[DATASET RECORDS]

//! The device-scoped context that all other objects belong to.
//!
//! A [`Device`] does not talk to a driver. It mirrors the parts of a logical device that the
//! validation engine needs: the features that were enabled when the real device was created,
//! a few limits, and the state that is shared between every command buffer of the device, such
//! as the cache of instrumented shaders.
//!
//! Each `Device` is fully independent of the others, so that several devices can be validated
//! side by side in the same process. The shared state is torn down when the last reference to
//! the device is dropped.

use crate::{
    cache::WeakArcOnceCache,
    descriptor_set::{layout::DescriptorSetLayout, DescriptorSet, ResourceId},
    error_channel::ErrorChannel,
    macros::impl_id_counter,
    shader::{
        instrument::{instrument, InstrumentationError},
        InstrumentedShader, ShaderModule,
    },
};
use crossbeam_queue::SegQueue;
use parking_lot::Mutex;
use smallvec::SmallVec;
use std::{
    env,
    num::NonZero,
    ops::Deref,
    sync::{Arc, Weak},
};

pub mod queue;

/// Represents a logical device, as seen by the validation engine.
#[derive(Debug)]
pub struct Device {
    id: NonZero<u64>,
    enabled_features: DeviceFeatures,
    properties: DeviceProperties,
    config: GpuAvConfig,

    pub(crate) instrumented_shaders: WeakArcOnceCache<InstrumentationKey, InstrumentedShader>,
    descriptor_sets: Mutex<DescriptorSetRegistry>,
    free_error_channels: SegQueue<ErrorChannel>,
}

type InstrumentationKey = (NonZero<u64>, SmallVec<[NonZero<u64>; 4]>);

/// The descriptor sets of a device that `destroy_resource` has to visit.
///
/// Dropped sets are pruned whenever the list doubles in size since the last prune, so it stays
/// within twice the number of live sets.
#[derive(Debug)]
struct DescriptorSetRegistry {
    sets: Vec<Weak<DescriptorSet>>,
    prune_at: usize,
}

impl DescriptorSetRegistry {
    const MIN_PRUNE_AT: usize = 32;

    fn push(&mut self, descriptor_set: &Arc<DescriptorSet>) {
        if self.sets.len() >= self.prune_at {
            self.sets.retain(|weak| weak.strong_count() > 0);
            self.prune_at = (self.sets.len() * 2).max(Self::MIN_PRUNE_AT);
        }

        self.sets.push(Arc::downgrade(descriptor_set));
    }
}

impl Default for DescriptorSetRegistry {
    fn default() -> Self {
        DescriptorSetRegistry {
            sets: Vec::new(),
            prune_at: Self::MIN_PRUNE_AT,
        }
    }
}

impl Device {
    /// Creates a new `Device`.
    pub fn new(create_info: DeviceCreateInfo) -> Arc<Device> {
        let DeviceCreateInfo {
            enabled_features,
            properties,
            config,
            _ne: _,
        } = create_info;

        tracing::debug!(
            enabled = config.enabled,
            max_error_records = config.max_error_records,
            "creating GPU-assisted validation device context",
        );

        Arc::new(Device {
            id: Self::next_id(),
            enabled_features,
            properties,
            config,
            instrumented_shaders: WeakArcOnceCache::new(),
            descriptor_sets: Mutex::new(DescriptorSetRegistry::default()),
            free_error_channels: SegQueue::new(),
        })
    }

    /// Returns the features that are enabled on the device.
    #[inline]
    pub fn enabled_features(&self) -> &DeviceFeatures {
        &self.enabled_features
    }

    /// Returns the limits of the device.
    #[inline]
    pub fn properties(&self) -> &DeviceProperties {
        &self.properties
    }

    /// Returns the validation configuration of the device.
    #[inline]
    pub fn config(&self) -> &GpuAvConfig {
        &self.config
    }

    /// Instruments `module` for use with the given descriptor set layouts, indexed by set number.
    ///
    /// The result is cached: instrumenting the same module with the same layout objects again
    /// returns the same `InstrumentedShader`, for as long as it is kept alive elsewhere (for
    /// example by a pipeline). If GPU-assisted validation is disabled, the module is returned
    /// unchanged.
    ///
    /// # Panics
    ///
    /// - Panics if an element of `set_layouts` does not belong to `self`.
    pub fn instrument_shader(
        &self,
        module: &Arc<ShaderModule>,
        set_layouts: &[Arc<DescriptorSetLayout>],
    ) -> Result<Arc<InstrumentedShader>, InstrumentationError> {
        for set_layout in set_layouts {
            assert_eq!(set_layout.device().id(), self.id());
        }

        let key = (
            module.id(),
            set_layouts
                .iter()
                .map(|set_layout| set_layout.id())
                .collect(),
        );

        self.instrumented_shaders.get_or_try_insert(key, |_| {
            let instrumented = if self.config.enabled {
                instrument(module, set_layouts)?
            } else {
                InstrumentedShader::passthrough(module.clone())
            };

            Ok(Arc::new(instrumented))
        })
    }

    /// Returns the number of distinct instrumented shaders that the device has cached and that
    /// are still alive.
    #[inline]
    pub fn instrumented_shader_count(&self) -> usize {
        self.instrumented_shaders.len()
    }

    /// Returns how many calls to [`instrument_shader`](Self::instrument_shader) were answered
    /// from the cache, and how many had to instrument a module.
    #[inline]
    pub fn instrumentation_cache_stats(&self) -> (u64, u64) {
        self.instrumented_shaders.stats()
    }

    /// Marks every descriptor that refers to `resource` as referring to a destroyed resource.
    ///
    /// This must be called when the application destroys a buffer, image or other resource
    /// that may still be referenced from a descriptor set.
    pub fn destroy_resource(&self, resource: ResourceId) {
        let mut registry = self.descriptor_sets.lock();
        let mut affected = 0;

        registry.sets.retain(|descriptor_set| match descriptor_set.upgrade() {
            Some(descriptor_set) => {
                affected += descriptor_set.resource_destroyed(resource);
                true
            }
            None => false,
        });

        tracing::trace!(?resource, affected, "resource destroyed");
    }

    pub(crate) fn register_descriptor_set(&self, descriptor_set: &Arc<DescriptorSet>) {
        self.descriptor_sets.lock().push(descriptor_set);
    }

    /// Takes an error channel from the pool of recycled channels, or creates a new one.
    pub(crate) fn acquire_error_channel(&self) -> ErrorChannel {
        match self.free_error_channels.pop() {
            Some(channel) => channel,
            None => ErrorChannel::new(self.config.max_error_records),
        }
    }

    /// Returns an error channel to the pool, once its owner no longer needs it.
    pub(crate) fn recycle_error_channel(&self, mut channel: ErrorChannel) {
        if channel.capacity() == self.config.max_error_records {
            channel.reset();
            self.free_error_channels.push(channel);
        }
    }
}

impl_id_counter!(Device);

/// Implemented on objects that belong to a Vulkan device.
///
/// # Safety
///
/// - `device()` must return the correct device.
pub unsafe trait DeviceOwned {
    /// Returns the device that owns `self`.
    fn device(&self) -> &Arc<Device>;
}

unsafe impl<T> DeviceOwned for T
where
    T: Deref,
    T::Target: DeviceOwned,
{
    #[inline]
    fn device(&self) -> &Arc<Device> {
        (**self).device()
    }
}

/// Parameters to create a new `Device`.
#[derive(Clone, Debug)]
pub struct DeviceCreateInfo {
    /// The features that were enabled on the real device.
    ///
    /// The default value is [`DeviceFeatures::empty()`].
    pub enabled_features: DeviceFeatures,

    /// The limits of the real device.
    ///
    /// The default value is [`DeviceProperties::default()`].
    pub properties: DeviceProperties,

    /// How GPU-assisted validation should behave.
    ///
    /// The default value is [`GpuAvConfig::default()`].
    pub config: GpuAvConfig,

    pub _ne: crate::NonExhaustive,
}

impl Default for DeviceCreateInfo {
    #[inline]
    fn default() -> Self {
        Self {
            enabled_features: DeviceFeatures::empty(),
            properties: DeviceProperties::default(),
            config: GpuAvConfig::default(),
            _ne: crate::NonExhaustive(()),
        }
    }
}

/// The device features that affect descriptor validation.
#[derive(Clone, Copy, Debug, Default, PartialEq, Eq)]
pub struct DeviceFeatures {
    /// Descriptors may be written with a null handle, and reading them returns zero.
    pub null_descriptor: bool,
    /// Bindings may have the `PARTIALLY_BOUND` flag.
    pub descriptor_binding_partially_bound: bool,
    /// Bindings may have the `VARIABLE_DESCRIPTOR_COUNT` flag.
    pub descriptor_binding_variable_descriptor_count: bool,
    /// Bindings may have the `UPDATE_AFTER_BIND` flag.
    pub descriptor_binding_update_after_bind: bool,
    /// Bindings may have the `UPDATE_UNUSED_WHILE_PENDING` flag.
    pub descriptor_binding_update_unused_while_pending: bool,
}

impl DeviceFeatures {
    /// Returns a `DeviceFeatures` with none of the features enabled.
    #[inline]
    pub const fn empty() -> Self {
        DeviceFeatures {
            null_descriptor: false,
            descriptor_binding_partially_bound: false,
            descriptor_binding_variable_descriptor_count: false,
            descriptor_binding_update_after_bind: false,
            descriptor_binding_update_unused_while_pending: false,
        }
    }

    /// Returns a `DeviceFeatures` with all the descriptor indexing features enabled, but not
    /// `null_descriptor`.
    #[inline]
    pub const fn descriptor_indexing() -> Self {
        DeviceFeatures {
            null_descriptor: false,
            descriptor_binding_partially_bound: true,
            descriptor_binding_variable_descriptor_count: true,
            descriptor_binding_update_after_bind: true,
            descriptor_binding_update_unused_while_pending: true,
        }
    }
}

/// The device limits that affect descriptor validation.
#[derive(Clone, Copy, Debug, PartialEq, Eq)]
pub struct DeviceProperties {
    /// The maximum size of the push constants, in bytes.
    pub max_push_constants_size: u32,
    /// The maximum number of descriptor sets in a pipeline layout.
    pub max_bound_descriptor_sets: u32,
    /// The maximum total number of descriptors in a single descriptor set layout.
    pub max_per_set_descriptors: u32,
}

impl Default for DeviceProperties {
    #[inline]
    fn default() -> Self {
        DeviceProperties {
            max_push_constants_size: 128,
            max_bound_descriptor_sets: 32,
            max_per_set_descriptors: 1 << 20,
        }
    }
}

/// Configuration of GPU-assisted validation.
#[derive(Clone, Debug, PartialEq, Eq)]
#[cfg_attr(feature = "serde", derive(serde::Serialize, serde::Deserialize))]
#[cfg_attr(feature = "serde", serde(default))]
pub struct GpuAvConfig {
    /// Whether shaders are instrumented and binding state is snapshotted at all.
    ///
    /// The default value is `true`.
    pub enabled: bool,

    /// How many error records a single submission of a command buffer can hold. Violations
    /// beyond this number are dropped.
    ///
    /// The default value is `1024`.
    pub max_error_records: u32,

    /// The initial size, in `u32` words, of the binding snapshot buffer of a command buffer.
    /// The buffer grows as needed.
    ///
    /// The default value is `1024`.
    pub initial_snapshot_words: u32,
}

impl Default for GpuAvConfig {
    #[inline]
    fn default() -> Self {
        GpuAvConfig {
            enabled: true,
            max_error_records: 1024,
            initial_snapshot_words: 1024,
        }
    }
}

impl GpuAvConfig {
    /// Environment variable that overrides [`GpuAvConfig::enabled`].
    pub const ENABLED_VAR: &'static str = "VULKANO_GPUAV_ENABLED";

    /// Environment variable that overrides [`GpuAvConfig::max_error_records`].
    pub const MAX_ERROR_RECORDS_VAR: &'static str = "VULKANO_GPUAV_MAX_ERROR_RECORDS";

    /// Returns the default configuration, with overrides applied from the environment.
    ///
    /// Values that can't be parsed are ignored with a warning.
    pub fn from_env() -> Self {
        Self::default().with_overrides(|name| env::var(name).ok())
    }

    fn with_overrides(mut self, var: impl Fn(&str) -> Option<String>) -> Self {
        if let Some(value) = var(Self::ENABLED_VAR) {
            match value.trim().to_ascii_lowercase().as_str() {
                "1" | "true" | "on" => self.enabled = true,
                "0" | "false" | "off" => self.enabled = false,
                _ => tracing::warn!(%value, "ignoring invalid value of {}", Self::ENABLED_VAR),
            }
        }

        if let Some(value) = var(Self::MAX_ERROR_RECORDS_VAR) {
            match value.trim().parse::<u32>() {
                Ok(max_error_records) if max_error_records != 0 => {
                    self.max_error_records = max_error_records;
                }
                _ => tracing::warn!(
                    %value,
                    "ignoring invalid value of {}",
                    Self::MAX_ERROR_RECORDS_VAR,
                ),
            }
        }

        self
    }
}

[/DATASET RECORDS]

● WORK TO COMPLETE
Each line above where the word "does" occurs should be copied out.

● RESPONSE
//! A [`Device`] does not talk to a driver. It mirrors the parts of a logical device that the
    /// - Panics if an element of `set_layouts` does not belong to `self`.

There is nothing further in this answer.